//! Batch ingestion pipeline
//!
//! Drives summarize → embed → upsert for each record and keeps one outcome per
//! record. A record's failure never affects another record unless the
//! persistence policy says to abort.

use database::RetryConfig;
use domain_embeddings::{Embedding, EmbeddingError, EmbeddingProvider};
use futures::stream::{self, StreamExt};
use metrics::counter;
use serde_json::Value;
use std::path::Path;
use std::sync::Arc;
use tracing::{error, info, instrument, warn};

use crate::error::{BatchError, MaintenanceError};
use crate::models::{EmbeddedDocument, MaintenanceRecord, UpsertOutcome};
use crate::repository::DocumentSink;
use crate::summary::summarize;

/// What to do when a document cannot be persisted
#[derive(Debug, Clone, Copy, Default, PartialEq, Eq)]
pub enum PersistencePolicy {
    /// Record the failure and move on
    #[default]
    Continue,
    /// Stop the batch; documents already written stay written
    Abort,
}

#[derive(Debug, Clone)]
pub struct IngestOptions {
    /// Records processed at once; outcomes are still reported in input order
    pub concurrency: usize,
    pub persistence_policy: PersistencePolicy,
    /// Retry policy for the embedding call; `None` means a single attempt
    pub embed_retry: Option<RetryConfig>,
}

impl Default for IngestOptions {
    fn default() -> Self {
        Self {
            concurrency: 1,
            persistence_policy: PersistencePolicy::Continue,
            embed_retry: None,
        }
    }
}

impl IngestOptions {
    pub fn with_concurrency(mut self, concurrency: usize) -> Self {
        self.concurrency = concurrency.max(1);
        self
    }

    pub fn with_persistence_policy(mut self, policy: PersistencePolicy) -> Self {
        self.persistence_policy = policy;
        self
    }

    pub fn with_embed_retry(mut self, retry: RetryConfig) -> Self {
        self.embed_retry = Some(retry);
        self
    }
}

/// Outcome for one input record
#[derive(Debug, Clone, PartialEq)]
pub struct RecordReport {
    /// Position in the input
    pub index: usize,
    pub record_id: Option<String>,
    pub result: Result<UpsertOutcome, MaintenanceError>,
}

impl RecordReport {
    /// The record was left out because no embedding could be obtained
    pub fn is_skipped(&self) -> bool {
        matches!(self.result, Err(MaintenanceError::EmbeddingUnavailable(_)))
    }

    fn label(&self) -> &'static str {
        match &self.result {
            Ok(UpsertOutcome::Inserted) => "inserted",
            Ok(UpsertOutcome::Updated) => "updated",
            Err(MaintenanceError::EmbeddingUnavailable(_)) => "skipped",
            Err(_) => "failed",
        }
    }
}

/// Per-batch totals plus the per-record outcomes, in input order
#[derive(Debug, Clone, Default, PartialEq)]
pub struct BatchReport {
    /// Records persisted (inserted + updated)
    pub processed: usize,
    pub inserted: usize,
    pub updated: usize,
    pub skipped: usize,
    pub failed: usize,
    /// The batch stopped early on a persistence failure
    pub aborted: bool,
    pub records: Vec<RecordReport>,
}

impl BatchReport {
    fn push(&mut self, report: RecordReport) {
        match &report.result {
            Ok(UpsertOutcome::Inserted) => {
                self.processed += 1;
                self.inserted += 1;
            }
            Ok(UpsertOutcome::Updated) => {
                self.processed += 1;
                self.updated += 1;
            }
            Err(MaintenanceError::EmbeddingUnavailable(_)) => self.skipped += 1,
            Err(_) => self.failed += 1,
        }
        self.records.push(report);
    }

    pub fn failures(&self) -> impl Iterator<Item = &RecordReport> {
        self.records.iter().filter(|r| r.result.is_err() && !r.is_skipped())
    }
}

/// Read the whole input file; it must hold a JSON array of records
#[instrument]
pub fn load_records(path: &Path) -> Result<Vec<Value>, BatchError> {
    let raw = std::fs::read_to_string(path)
        .map_err(|e| BatchError::SourceUnreadable(format!("{}: {e}", path.display())))?;

    let value: Value = serde_json::from_str(&raw)
        .map_err(|e| BatchError::SourceUnreadable(format!("{}: invalid JSON: {e}", path.display())))?;

    match value {
        Value::Array(records) => {
            info!(count = records.len(), "Loaded records");
            Ok(records)
        }
        other => Err(BatchError::SourceUnreadable(format!(
            "{}: expected a JSON array of records, found {}",
            path.display(),
            json_kind(&other)
        ))),
    }
}

fn json_kind(value: &Value) -> &'static str {
    match value {
        Value::Null => "null",
        Value::Bool(_) => "a boolean",
        Value::Number(_) => "a number",
        Value::String(_) => "a string",
        Value::Array(_) => "an array",
        Value::Object(_) => "an object",
    }
}

/// Batch ingestion over an embedding provider and a document sink
pub struct IngestionPipeline<P: EmbeddingProvider, S: DocumentSink> {
    provider: Arc<P>,
    sink: Arc<S>,
    options: IngestOptions,
}

impl<P: EmbeddingProvider, S: DocumentSink> IngestionPipeline<P, S> {
    pub fn new(provider: P, sink: S) -> Self {
        Self::from_arcs(Arc::new(provider), Arc::new(sink))
    }

    pub fn from_arcs(provider: Arc<P>, sink: Arc<S>) -> Self {
        Self {
            provider,
            sink,
            options: IngestOptions::default(),
        }
    }

    pub fn with_options(mut self, options: IngestOptions) -> Self {
        self.options = options;
        self
    }

    pub fn sink(&self) -> &S {
        &self.sink
    }

    /// Ingest `records` and report one outcome per record
    #[instrument(skip(self, records), fields(count = records.len(), concurrency = self.options.concurrency))]
    pub async fn ingest(&self, records: Vec<Value>) -> BatchReport {
        let mut report = BatchReport::default();
        let concurrency = self.options.concurrency.max(1);

        let mut outcomes = stream::iter(records.into_iter().enumerate())
            .map(|(index, raw)| self.process_record(index, raw))
            .buffered(concurrency);

        while let Some(record_report) = outcomes.next().await {
            let abort = self.options.persistence_policy == PersistencePolicy::Abort
                && matches!(record_report.result, Err(MaintenanceError::Persistence(_)));

            counter!("maintenance_records_total", "outcome" => record_report.label()).increment(1);
            report.push(record_report);

            if abort {
                error!(index = report.records.len() - 1, "Persistence failed, aborting batch");
                report.aborted = true;
                break;
            }
        }

        info!(
            processed = report.processed,
            inserted = report.inserted,
            updated = report.updated,
            skipped = report.skipped,
            failed = report.failed,
            aborted = report.aborted,
            "Batch ingestion finished"
        );
        report
    }

    async fn process_record(&self, index: usize, raw: Value) -> RecordReport {
        let record_id = raw.get("record_id").and_then(Value::as_str).map(str::to_string);
        let result = self.ingest_record(raw).await;

        match &result {
            Ok(outcome) => info!(index, record_id = ?record_id, %outcome, "Record ingested"),
            Err(MaintenanceError::EmbeddingUnavailable(cause)) => {
                warn!(index, record_id = ?record_id, %cause, "Skipping record, embedding unavailable")
            }
            Err(err) => warn!(index, record_id = ?record_id, error = %err, "Record failed"),
        }

        RecordReport {
            index,
            record_id,
            result,
        }
    }

    async fn ingest_record(&self, raw: Value) -> Result<UpsertOutcome, MaintenanceError> {
        if !raw.is_object() {
            return Err(MaintenanceError::MalformedRecord(format!(
                "expected an object, found {}",
                json_kind(&raw)
            )));
        }

        let mut record: MaintenanceRecord =
            serde_json::from_value(raw).map_err(|e| MaintenanceError::MalformedRecord(e.to_string()))?;

        let record_id = record
            .record_id
            .take()
            .filter(|id| !id.trim().is_empty())
            .ok_or_else(|| MaintenanceError::MissingField("record_id".to_string()))?;

        let summary = summarize(&record)?;
        let embedding = self.embed(summary.as_str()).await?;

        if embedding.values.is_empty() {
            return Err(MaintenanceError::EmbeddingUnavailable("empty embedding".to_string()));
        }

        let document = EmbeddedDocument::from_record(record_id.clone(), record, summary.into_string(), embedding.into_values());
        self.sink.upsert(&record_id, &document).await
    }

    async fn embed(&self, text: &str) -> Result<Embedding, EmbeddingError> {
        match &self.options.embed_retry {
            Some(retry) => {
                database::retry_if(
                    || self.provider.embed(text),
                    retry.clone(),
                    |err| matches!(err, EmbeddingError::Unavailable(_)),
                )
                .await
            }
            None => self.provider.embed(text).await,
        }
    }
}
━━━━
Each line from the top of the material above, through the one that contains "written stay written", should be restated word for word.

**Solution**.
//! Batch ingestion pipeline
//!
//! Drives summarize → embed → upsert for each record and keeps one outcome per
//! record. A record's failure never affects another record unless the
//! persistence policy says to abort.

use database::RetryConfig;
use domain_embeddings::{Embedding, EmbeddingError, EmbeddingProvider};
use futures::stream::{self, StreamExt};
use metrics::counter;
use serde_json::Value;
use std::path::Path;
use std::sync::Arc;
use tracing::{error, info, instrument, warn};

use crate::error::{BatchError, MaintenanceError};
use crate::models::{EmbeddedDocument, MaintenanceRecord, UpsertOutcome};
use crate::repository::DocumentSink;
use crate::summary::summarize;

/// What to do when a document cannot be persisted
#[derive(Debug, Clone, Copy, Default, PartialEq, Eq)]
pub enum PersistencePolicy {
    /// Record the failure and move on
    #[default]
    Continue,
    /// Stop the batch; documents already written stay written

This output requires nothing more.